容姿、性格、地位、何もかもが揃っている彼の結婚はたった一つの汚点のせいでとても難しいものだった。


この世界にも嫌われ者のGがいる。嫌われ者なんて可愛い言葉だったかもしれない。この世界では魔物と同等の怖さという確固たる地位を築いている。Gを見て倒れ、打ち所が悪くて亡くなったり、心臓発作で亡くなったりと生死にかかわるのだ。


そして、この世界のGは黒や茶色ではなくショッキングピンク。この世界でただ一つその色を持つ、いや、Gと彼だけが持つ色。そう、彼の唯一の弱点は髪の毛の色だった。


髪の色が出ないようにいっそ丸坊主になってしまえばよかったのだが、この世界の貴族男性は髪を長くするのが暗黙のルールであり、彼もそれに従わざるを得なかった。魔法で髪の毛の色を変えようとしても、何故か全く効果がなかった。なるべく周りの人間を不快にさせないため、最低限の城への出入りで済ませてはいるのだが、同僚とかわす会話も相手は明後日の方向を見て話をする。顔を見ればいやでも髪の毛が目に入ってしまうからだ。


そんな同性からも避けられる髪の色。もちろん女性は言わずもがな。むしろ高確率で気絶してしまう。そんな中、もう何十、いや、なん百回目になるだろう見合いがこれから行われる。



・・・・・


「初めまして、ルシアン・ウィンロイです。」

「初めまして、アリス・マークスです。」


普通、見合いには介添え人がつくのだが、必要以上に失神者を出さないため、直接本人と2人だけで会うようにしている。いつもならルシアンの自宅へ見合い相手を招くのだが、今回は相手の希望があり、アリスの家で行われている。お互い名前だけ名乗り、沈黙が流れた。アリスは気まずいと思っていたが、ルシアンは目線があったことに呆然とし、それから気絶されなかったことに感動した。
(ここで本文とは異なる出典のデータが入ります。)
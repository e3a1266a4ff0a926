//! HTTP client for reading the source relay's known registrations.
//!
//! The source client is a pure I/O boundary: one bounded-timeout GET per
//! call, no retries. Retry policy belongs to the sync engine.

use super::types::{SignedRegistration, SourceError, ValidatorEntry};
use async_trait::async_trait;
use reqwest::{Client, Url};
use std::time::Duration;
use tracing::{debug, warn};

/// Read side of the sync loop: the current set of registrations known to the
/// source relay.
#[async_trait]
pub trait SourceRelay: Send + Sync {
    async fn fetch_all(&self) -> Result<Vec<SignedRegistration>, SourceError>;
}

/// Source relay client over the builder validators endpoint.
pub struct SourceClient {
    http_client: Client,
    url: Url,
}

impl SourceClient {
    /// `request_timeout` must be strictly shorter than the scheduler interval
    /// so a slow fetch cannot overrun the next scheduled tick.
    pub fn new(url: Url, request_timeout: Duration) -> Self {
        let http_client = Client::builder()
            .timeout(request_timeout)
            .build()
            .expect("Failed to create HTTP client");

        Self { http_client, url }
    }
}

#[async_trait]
impl SourceRelay for SourceClient {
    async fn fetch_all(&self) -> Result<Vec<SignedRegistration>, SourceError> {
        debug!(url = %self.url, "fetching registrations from source relay");

        let response = self
            .http_client
            .get(self.url.clone())
            .header("Accept", "application/json")
            .send()
            .await
            .map_err(|e| SourceError::Unavailable(e.to_string()))?;

        let status = response.status();
        if !status.is_success() {
            return Err(SourceError::Unavailable(format!("HTTP {status}")));
        }

        let body = response
            .text()
            .await
            .map_err(|e| SourceError::Unavailable(e.to_string()))?;

        let raw: Vec<serde_json::Value> =
            serde_json::from_str(&body).map_err(|e| SourceError::Format(e.to_string()))?;

        // Entries that do not match the registration schema are dropped
        // individually rather than failing the whole fetch.
        let mut records = Vec::with_capacity(raw.len());
        let mut dropped = 0usize;
        for value in raw {
            match serde_json::from_value::<ValidatorEntry>(value) {
                Ok(entry) => records.push(entry.entry),
                Err(e) => {
                    debug!("skipping source entry with unexpected structure: {e}");
                    dropped += 1;
                }
            }
        }
        if dropped > 0 {
            warn!(dropped, "dropped source entries with unexpected structure");
        }

        debug!(count = records.len(), "fetched registrations");
        Ok(records)
    }
}
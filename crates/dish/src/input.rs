use std::str::FromStr;

use mealcal_shared::{
    Error,
    dish::{Category, Dish},
};

/// Raw dish fields as typed by the user, ingredients comma separated.
#[derive(Clone, Debug, Default)]
pub struct DishInput {
    pub name: String,
    pub ingredients: String,
    pub category: String,
}

impl DishInput {
    pub fn new(
        name: impl Into<String>,
        ingredients: impl Into<String>,
        category: impl Into<String>,
    ) -> Self {
        Self {
            name: name.into(),
            ingredients: ingredients.into(),
            category: category.into(),
        }
    }

    /// Checks field shapes and builds the dish. Name uniqueness is left to
    /// the catalog.
    pub fn parse(&self) -> mealcal_shared::Result<Dish> {
        let name = self.name.trim();
        if name.is_empty() {
            mealcal_shared::bail!(Error::EmptyField("name"));
        }

        let ingredients = split_ingredients(&self.ingredients);
        if ingredients.is_empty() {
            mealcal_shared::bail!(Error::EmptyField("ingredients"));
        }

        let category = self.category.trim();
        let category = Category::from_str(category)
            .map_err(|_| Error::InvalidCategory(category.to_owned()))?;

        Ok(Dish {
            name: name.to_owned(),
            ingredients,
            category,
        })
    }
}

pub fn split_ingredients(raw: &str) -> Vec<String> {
    raw.split(',')
        .map(str::trim)
        .filter(|ingredient| !ingredient.is_empty())
        .map(str::to_owned)
        .collect()
}

#[cfg(test)]
mod tests {
    use super::*;

    #[test]
    fn test_parse_trims_fields() {
        let dish = DishInput::new("  Tofu Bowl ", " tofu, soy sauce ,rice", " Protein ")
            .parse()
            .unwrap();

        assert_eq!(dish.name, "Tofu Bowl");
        assert_eq!(dish.ingredients, vec!["tofu", "soy sauce", "rice"]);
        assert_eq!(dish.category, Category::Protein);
    }

    #[test]
    fn test_parse_skips_blank_ingredients() {
        assert_eq!(split_ingredients("a,, b ,"), vec!["a", "b"]);
        assert!(split_ingredients(" , ,").is_empty());
    }

    #[test]
    fn test_parse_rejects_empty_fields() {
        let err = DishInput::new("  ", "rice", "Mixed").parse().unwrap_err();
        assert!(matches!(err, Error::EmptyField("name")));

        let err = DishInput::new("Rice", " , ", "Mixed").parse().unwrap_err();
        assert!(matches!(err, Error::EmptyField("ingredients")));
    }

    #[test]
    fn test_parse_rejects_unknown_category() {
        let err = DishInput::new("Rice", "rice", "Dessert").parse().unwrap_err();
        assert!(matches!(err, Error::InvalidCategory(c) if c == "Dessert"));

        let err = DishInput::new("Rice", "rice", "protein").parse().unwrap_err();
        assert!(matches!(err, Error::InvalidCategory(_)));
    }
}
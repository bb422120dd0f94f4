use mealcal_shared::MonthKey;

use super::Session;

pub fn assign(session: &mut Session, month: MonthKey, day: u8, dish: &str) -> anyhow::Result<()> {
    session.planner.assign(month, day, dish)?;
    println!("{dish} planned on {month}-{day:02}");

    Ok(())
}

pub fn unassign(
    session: &mut Session,
    month: MonthKey,
    day: u8,
    dish: &str,
) -> anyhow::Result<()> {
    if session.planner.unassign(month, day, dish) {
        println!("{dish} removed from {month}-{day:02}");
    } else {
        println!("{dish} is not planned on {month}-{day:02}");
    }

    Ok(())
}

pub fn show(session: &Session, month: MonthKey) -> anyhow::Result<()> {
    let days = session.planner.query(month);

    println!("{month}");
    if days.is_empty() {
        println!("No meals planned");
        return Ok(());
    }

    let mut week = None;
    for (day, dishes) in days {
        let day_week = month.week_of(*day);
        if week != Some(day_week) {
            println!("Week {}", day_week + 1);
            week = Some(day_week);
        }

        println!("{day:>4}  {}", dishes.join(", "));
    }

    Ok(())
}
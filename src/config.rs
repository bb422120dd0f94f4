use config::{Config as ConfigBuilder, ConfigError, Environment, File};
use serde::Deserialize;
use std::{env, path::PathBuf, time::Duration};

#[derive(Debug, Deserialize, Clone)]
pub struct Config {
    pub database: DatabaseConfig,
    #[serde(default)]
    pub persistence: PersistenceConfig,
    #[serde(default)]
    pub export: ExportConfig,
    #[serde(default)]
    pub observability: ObservabilityConfig,
}

#[derive(Debug, Deserialize, Clone)]
pub struct DatabaseConfig {
    pub url: String,
    pub max_connections: u32,
}

#[derive(Debug, Deserialize, Clone)]
pub struct PersistenceConfig {
    /// Quiet period after the last change before a slice is written
    #[serde(default = "default_debounce_ms")]
    pub debounce_ms: u64,
}

impl PersistenceConfig {
    pub fn debounce(&self) -> Duration {
        Duration::from_millis(self.debounce_ms)
    }
}

impl Default for PersistenceConfig {
    fn default() -> Self {
        Self {
            debounce_ms: default_debounce_ms(),
        }
    }
}

fn default_debounce_ms() -> u64 {
    500
}

#[derive(Debug, Deserialize, Clone)]
pub struct ExportConfig {
    #[serde(default = "default_export_dir")]
    pub dir: PathBuf,
}

impl Default for ExportConfig {
    fn default() -> Self {
        Self {
            dir: default_export_dir(),
        }
    }
}

fn default_export_dir() -> PathBuf {
    PathBuf::from(".")
}

#[derive(Debug, Deserialize, Clone)]
pub struct ObservabilityConfig {
    #[serde(default = "default_log_level")]
    pub log_level: String,
}

impl Default for ObservabilityConfig {
    fn default() -> Self {
        Self {
            log_level: default_log_level(),
        }
    }
}

fn default_log_level() -> String {
    "warn".to_string()
}

impl Config {
    /// Load configuration from file and environment variables
    ///
    /// Priority (highest to lowest):
    /// 1. Environment variables (MEALCAL__DATABASE__URL, etc.)
    /// 2. Config file specified by path
    /// 3. Hardcoded defaults
    pub fn load(config_path: Option<String>) -> Result<Self, ConfigError> {
        let mut builder = ConfigBuilder::builder();

        builder = builder
            .set_default("database.url", "sqlite:mealcal.db")?
            .set_default("database.max_connections", 1)?;

        let config_file_path = config_path
            .or_else(|| env::var("CONFIG_PATH").ok())
            .unwrap_or_else(|| "config/default.toml".to_string());

        // Config file is optional
        if std::path::Path::new(&config_file_path).exists() {
            builder = builder.add_source(File::with_name(&config_file_path));
        }

        builder = builder.add_source(
            Environment::with_prefix("MEALCAL")
                .separator("__")
                .try_parsing(true),
        );

        if let Ok(database_url) = env::var("DATABASE_URL") {
            builder = builder.set_override("database.url", database_url)?;
        }

        builder.build()?.try_deserialize()
    }

    pub fn validate(&self) -> Result<(), String> {
        if self.database.url.is_empty() {
            return Err("database.url must not be empty".to_string());
        }

        if self.database.max_connections == 0 {
            return Err("database.max_connections must be greater than 0".to_string());
        }

        if self.persistence.debounce_ms == 0 {
            return Err("persistence.debounce_ms must be greater than 0".to_string());
        }

        Ok(())
    }
}
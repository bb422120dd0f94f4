mod kv_store;

use sqlx_migrator::vec_box;

pub struct Migration;

sqlx_migrator::sqlite_migration!(
    Migration,
    "mealcal",
    "m0001",
    vec_box![],
    vec_box![kv_store::CreateTable]
);
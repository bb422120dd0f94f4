use mealcal_dish::{DishCatalog, DishInput};
use mealcal_mealplan::MealAssignmentStore;
use mealcal_shared::MonthKey;
use mealcal_shopping::{generate_grocery_list, unique_ingredients};

fn june() -> MonthKey {
    "2025-06".parse().unwrap()
}

fn catalog() -> anyhow::Result<DishCatalog> {
    let mut catalog = DishCatalog::new();
    catalog.add(DishInput::new("Tofu", "tofu, soy sauce", "Protein"))?;
    catalog.add(DishInput::new("Fried Rice", "rice, soy sauce, egg", "Mixed"))?;
    catalog.add(DishInput::new("Salad", "lettuce", "Vegetables"))?;

    Ok(catalog)
}

#[test]
fn test_counts_each_assignment() -> anyhow::Result<()> {
    let catalog = catalog()?;
    let mut store = MealAssignmentStore::new();

    store.assign(june(), 3, "Tofu")?;
    store.assign(june(), 10, "Tofu")?;

    let list = generate_grocery_list(&store, &catalog);

    assert_eq!(list.get("tofu"), Some(2));
    assert_eq!(list.get("soy sauce"), Some(2));
    assert_eq!(list.items().len(), 2);
    assert_eq!(list.to_string(), "Ingredients List:\nsoy sauce x2\ntofu x2");

    Ok(())
}

#[test]
fn test_shared_ingredients_across_dishes_and_months() -> anyhow::Result<()> {
    let catalog = catalog()?;
    let mut store = MealAssignmentStore::new();

    store.assign(june(), 3, "Tofu")?;
    store.assign(june(), 3, "Fried Rice")?;
    store.assign("2025-07".parse()?, 1, "Fried Rice")?;

    let list = generate_grocery_list(&store, &catalog);

    assert_eq!(list.get("soy sauce"), Some(3));
    assert_eq!(list.get("rice"), Some(2));
    assert_eq!(list.get("egg"), Some(2));
    assert_eq!(list.get("tofu"), Some(1));
    assert_eq!(list.get("lettuce"), None);

    Ok(())
}

#[test]
fn test_skips_deleted_dishes() -> anyhow::Result<()> {
    let mut catalog = catalog()?;
    let mut store = MealAssignmentStore::new();

    store.assign(june(), 3, "Salad")?;
    store.assign(june(), 4, "Tofu")?;
    catalog.delete(2)?;

    let list = generate_grocery_list(&store, &catalog);
    assert_eq!(list.get("lettuce"), None);
    assert_eq!(list.get("tofu"), Some(1));

    Ok(())
}

#[test]
fn test_empty_plan() -> anyhow::Result<()> {
    let list = generate_grocery_list(&MealAssignmentStore::new(), &catalog()?);

    assert!(list.is_empty());
    assert_eq!(list.to_string(), "Ingredients List:");

    Ok(())
}

#[test]
fn test_unique_ingredients() -> anyhow::Result<()> {
    let catalog = catalog()?;
    let mut store = MealAssignmentStore::new();

    store.assign(june(), 3, "Tofu")?;
    store.assign(june(), 10, "Tofu")?;
    store.assign(june(), 11, "Fried Rice")?;

    let ingredients: Vec<String> = unique_ingredients(&store, &catalog).into_iter().collect();
    assert_eq!(ingredients, vec!["egg", "rice", "soy sauce", "tofu"]);

    assert!(unique_ingredients(&MealAssignmentStore::new(), &catalog).is_empty());

    Ok(())
}
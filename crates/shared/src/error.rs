use crate::MonthKey;

#[derive(Debug, thiserror::Error)]
pub enum Error {
    #[error("a dish named \"{0}\" already exists")]
    DuplicateName(String),

    #[error("invalid category \"{0}\", expected one of Protein, Vegetables, Mixed")]
    InvalidCategory(String),

    #[error("{0} must not be empty")]
    EmptyField(&'static str),

    #[error("{dish} is already planned on day {day} of {month}")]
    DuplicateDayAssignment {
        month: MonthKey,
        day: u8,
        dish: String,
    },

    #[error("{dish} is already planned in the same week as day {day} of {month}")]
    DuplicateWeekAssignment {
        month: MonthKey,
        day: u8,
        dish: String,
    },

    #[error("invalid document: {0}")]
    Schema(String),

    #[error("no ingredients found in planned meals")]
    NoData,

    #[error("dish \"{0}\" not found")]
    UnknownDish(String),

    #[error("day {day} does not exist in {month}")]
    InvalidDay { month: MonthKey, day: u8 },

    #[error("invalid month \"{0}\", expected YYYY-MM")]
    InvalidMonth(String),

    #[error("no dish at position {0}")]
    IndexOutOfRange(usize),

    #[error("{0}")]
    Unknown(#[from] anyhow::Error),
}

pub type Result<T> = std::result::Result<T, Error>;

impl From<serde_json::Error> for Error {
    fn from(value: serde_json::Error) -> Self {
        Self::Unknown(value.into())
    }
}

impl From<std::io::Error> for Error {
    fn from(value: std::io::Error) -> Self {
        Self::Unknown(value.into())
    }
}

impl From<time::error::Format> for Error {
    fn from(value: time::error::Format) -> Self {
        Self::Unknown(value.into())
    }
}

#[macro_export]
macro_rules! bail {
    ($msg:literal $(,)?) => {
        return Err($crate::Error::Unknown($crate::__private::anyhow!($msg)))
    };
    ($err:expr $(,)?) => {
        return Err($crate::Error::from($err))
    };
    ($fmt:expr, $($arg:tt)*) => {
        return Err($crate::Error::Unknown($crate::__private::anyhow!($fmt, $($arg)*)))
    };
}

#[macro_export]
macro_rules! schema {
    ($($arg:tt)*) => {
        return Err($crate::Error::Schema(format!($($arg)*)))
    };
}
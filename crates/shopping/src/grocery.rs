use std::{
    collections::{BTreeMap, BTreeSet},
    fmt,
};

use mealcal_dish::DishCatalog;
use mealcal_mealplan::MealAssignmentStore;

/// Ingredient counts over every planned meal.
#[derive(Clone, Debug, Default, PartialEq, Eq)]
pub struct GroceryList {
    items: BTreeMap<String, u32>,
}

impl GroceryList {
    pub fn items(&self) -> &BTreeMap<String, u32> {
        &self.items
    }

    pub fn get(&self, ingredient: &str) -> Option<u32> {
        self.items.get(ingredient).copied()
    }

    pub fn is_empty(&self) -> bool {
        self.items.is_empty()
    }
}

impl fmt::Display for GroceryList {
    fn fmt(&self, f: &mut fmt::Formatter<'_>) -> fmt::Result {
        write!(f, "Ingredients List:")?;

        for (ingredient, count) in &self.items {
            write!(f, "\n{ingredient} x{count}")?;
        }

        Ok(())
    }
}

/// Counts one unit per ingredient for each planned meal. Meals whose dish is
/// no longer in the catalog are skipped.
pub fn generate_grocery_list(store: &MealAssignmentStore, catalog: &DishCatalog) -> GroceryList {
    let mut items = BTreeMap::new();

    for dish in store.planned_dishes().filter_map(|name| catalog.find(name)) {
        for ingredient in &dish.ingredients {
            *items.entry(ingredient.to_owned()).or_insert(0) += 1;
        }
    }

    GroceryList { items }
}

/// Distinct ingredients of every dish planned at least once.
pub fn unique_ingredients(store: &MealAssignmentStore, catalog: &DishCatalog) -> BTreeSet<String> {
    let planned: BTreeSet<&str> = store.planned_dishes().collect();

    planned
        .into_iter()
        .filter_map(|name| catalog.find(name))
        .flat_map(|dish| dish.ingredients.iter().cloned())
        .collect()
}
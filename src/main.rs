use std::path::PathBuf;

use anyhow::Result;
use clap::{Parser, Subcommand};
use mealcal_shared::MonthKey;

mod cli;

/// mealcal - Monthly meal calendar
#[derive(Parser)]
#[command(name = "mealcal")]
#[command(about = "Plan a month of meals from your own dishes", long_about = None)]
struct Cli {
    /// Path to configuration file
    #[arg(long, global = true)]
    config: Option<String>,

    #[command(subcommand)]
    command: Commands,
}

#[derive(Subcommand)]
enum Commands {
    /// Run database migrations
    Migrate,
    /// Manage the dish list
    #[command(subcommand)]
    Dish(DishCommands),
    /// Plan meals on the calendar
    #[command(subcommand)]
    Meal(MealCommands),
    /// Write the grocery list of every planned meal
    Grocery {
        /// Print the list instead of writing grocery_list.txt
        #[arg(long)]
        print: bool,
    },
    /// Export state to a timestamped JSON file
    Export { kind: cli::transfer::ExportKind },
    /// Replace state with the content of a JSON file
    Import {
        kind: cli::transfer::ImportKind,
        file: PathBuf,
        /// Do not ask for confirmation
        #[arg(long)]
        yes: bool,
    },
}

#[derive(Subcommand)]
enum DishCommands {
    /// Add a dish, asking for missing fields
    Add(cli::dish::DishArgs),
    /// Edit the dish at a position of `dish list`
    Edit {
        position: usize,
        #[command(flatten)]
        fields: cli::dish::DishArgs,
    },
    /// Delete the dish at a position of `dish list`
    Delete { position: usize },
    /// List dishes with their positions
    List,
}

#[derive(Subcommand)]
enum MealCommands {
    /// Plan a dish on a day
    Assign {
        /// Month as YYYY-MM
        month: MonthKey,
        day: u8,
        dish: String,
    },
    /// Remove a planned dish from a day
    Unassign {
        /// Month as YYYY-MM
        month: MonthKey,
        day: u8,
        dish: String,
    },
    /// Show the planned meals of a month, the current one by default
    Show {
        /// Month as YYYY-MM
        month: Option<MonthKey>,
    },
}

#[tokio::main]
async fn main() -> Result<()> {
    let cli = Cli::parse();

    let config = mealcal::config::Config::load(cli.config.clone())?;
    config.validate().map_err(|e| anyhow::anyhow!(e))?;

    mealcal::observability::init_observability(
        "mealcal",
        env!("CARGO_PKG_VERSION"),
        &config.observability.log_level,
    )?;

    if let Commands::Migrate = cli.command {
        mealcal::open_storage(&config).await?;
        tracing::info!("Migrations applied");
        return Ok(());
    }

    let mut session = cli::Session::open(config).await?;

    let result = match cli.command {
        Commands::Migrate => Ok(()),
        Commands::Dish(DishCommands::Add(fields)) => cli::dish::add(&mut session, fields),
        Commands::Dish(DishCommands::Edit { position, fields }) => {
            cli::dish::edit(&mut session, position, fields)
        }
        Commands::Dish(DishCommands::Delete { position }) => {
            cli::dish::delete(&mut session, position)
        }
        Commands::Dish(DishCommands::List) => cli::dish::list(&session),
        Commands::Meal(MealCommands::Assign { month, day, dish }) => {
            cli::meal::assign(&mut session, month, day, &dish)
        }
        Commands::Meal(MealCommands::Unassign { month, day, dish }) => {
            cli::meal::unassign(&mut session, month, day, &dish)
        }
        Commands::Meal(MealCommands::Show { month }) => {
            cli::meal::show(&session, month.unwrap_or_else(MonthKey::current))
        }
        Commands::Grocery { print } => cli::transfer::grocery(&session, print),
        Commands::Export { kind } => cli::transfer::export(&session, kind),
        Commands::Import { kind, file, yes } => {
            cli::transfer::import(&mut session, kind, &file, yes)
        }
    };

    // Pending saves are flushed even when the command failed
    session.close().await?;

    result
}
mod grocery;

pub use grocery::*;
彼女が気絶しないのにはわけがある。彼女には前世で日本人だった記憶があり、ショッキングピンクを見てもGよりも、高い声でキャハハハ笑って、写真を撮りまくるご夫婦のイメージの方が強い。初めてこの世界のGを見た時は保護色を纏ってないとか、どれだけ自己主張が激しいの、このG。もしくは絶対に殺されない自信でもあるのかしら。と、見当違いなことを思っていたせいか、それほどおぞましいと感じることもなかった。


まさか、こんな超絶優良物件の彼が自分のような者と見合いをする羽目になるとは、本当にたかが髪の毛の色が原因で可哀想だなとアリスは思っていた。しかし、それはそれとして、この超優秀な人物と会えることなんて今後全くないだろうと思うので、今のチャンスを逃す手はない。


(一応、ほら、身の上話的なことになるし、お互いを知るための見合いの内容としてもきっと間違ってないわよね。)


などと自分にとって非常に都合のいい解釈をしたアリスは話を切り出した。



「あ、あの、わたくしのような貴族とは名ばかりの貧乏人にこのようなお見合いが回ってきたのは何かの間違いだとは思うのですが、ウィンロイ様は大変優秀な方だとお聞きしております。お尋ねしたいことがあるのです。」

「何だろうか。」

「あの、こちらに来ていただけますか。」


そこにはリクライニングのイスと洗面台があった。アリスは前世で美容師をしていた記憶がある。本来貴族の女性は職業など持たないものだが、貧乏なのである。本当に貧乏だからこそ働かなければならない。この美容室セットは魔法で四苦八苦しながら作ったものだが、果たしてこれでお金を稼ぐことができるのか、それを確かめたかった。


「あの、髪に触れても良いでしょうか?」

「え!?あ、ああ、構わないが。」


アリスは言ってから気づいた。どこの紳士、またはチャラ男かと。しかも、彼の耳がほんのり赤くなっているのを見て、もっと事務的な、ウィンロイ様が恥ずかしがらないような別の言い方がなかったのかと後悔した。


「クスッ」


アリスはルシアンの髪の毛を手に取り、思わず笑ってしまったが、ルシアンはビクッと震えた。髪の毛の色を嘲笑されたのだと思ったのだ。


「あ、すみません。その、ウィンロイ様は髪の毛のお手入れは苦手ですか?あまり、髪の状態が良くないようですね。完璧な方だと思っていたのですが、不得手なことがあるなんて、わたくしと変わらないところもありますのね。」

「その、貴女は気持ち悪くないのか、こんな髪・・」

「いいえ?驚きはしますけどそのようには思いませんわ。ウィンロイ様、これからわたくしのすることが商いになるかどうか見極めてくださいます?」

「・・・あ、ああ。」


ルシアンは貴族の女性が働こうとしていることに驚いてはいるのだが、それ以上に自分の髪の毛の色を全く気にしていないアリスに驚いてしまい、肯定することしかできなかった。


アリスが何をするかと言えば、ヘッドスパである。彼の能力は素晴らしく、各部署から引っ張りだこで大忙しと聞く。また髪の毛のことで苦労もあるのだろうものすごく頭皮が固く、頭も凝っていた。


「力加減はいかがですか?」

「・・ああ。とても気持ちがいい。」


流石完璧な男。ただの感想にすら色気がふんだんに入っている。健全なことをしているのに、いたたまれない気持ちにさせてくれる。アリスは表情には出さなかったが、非常にうろたえた。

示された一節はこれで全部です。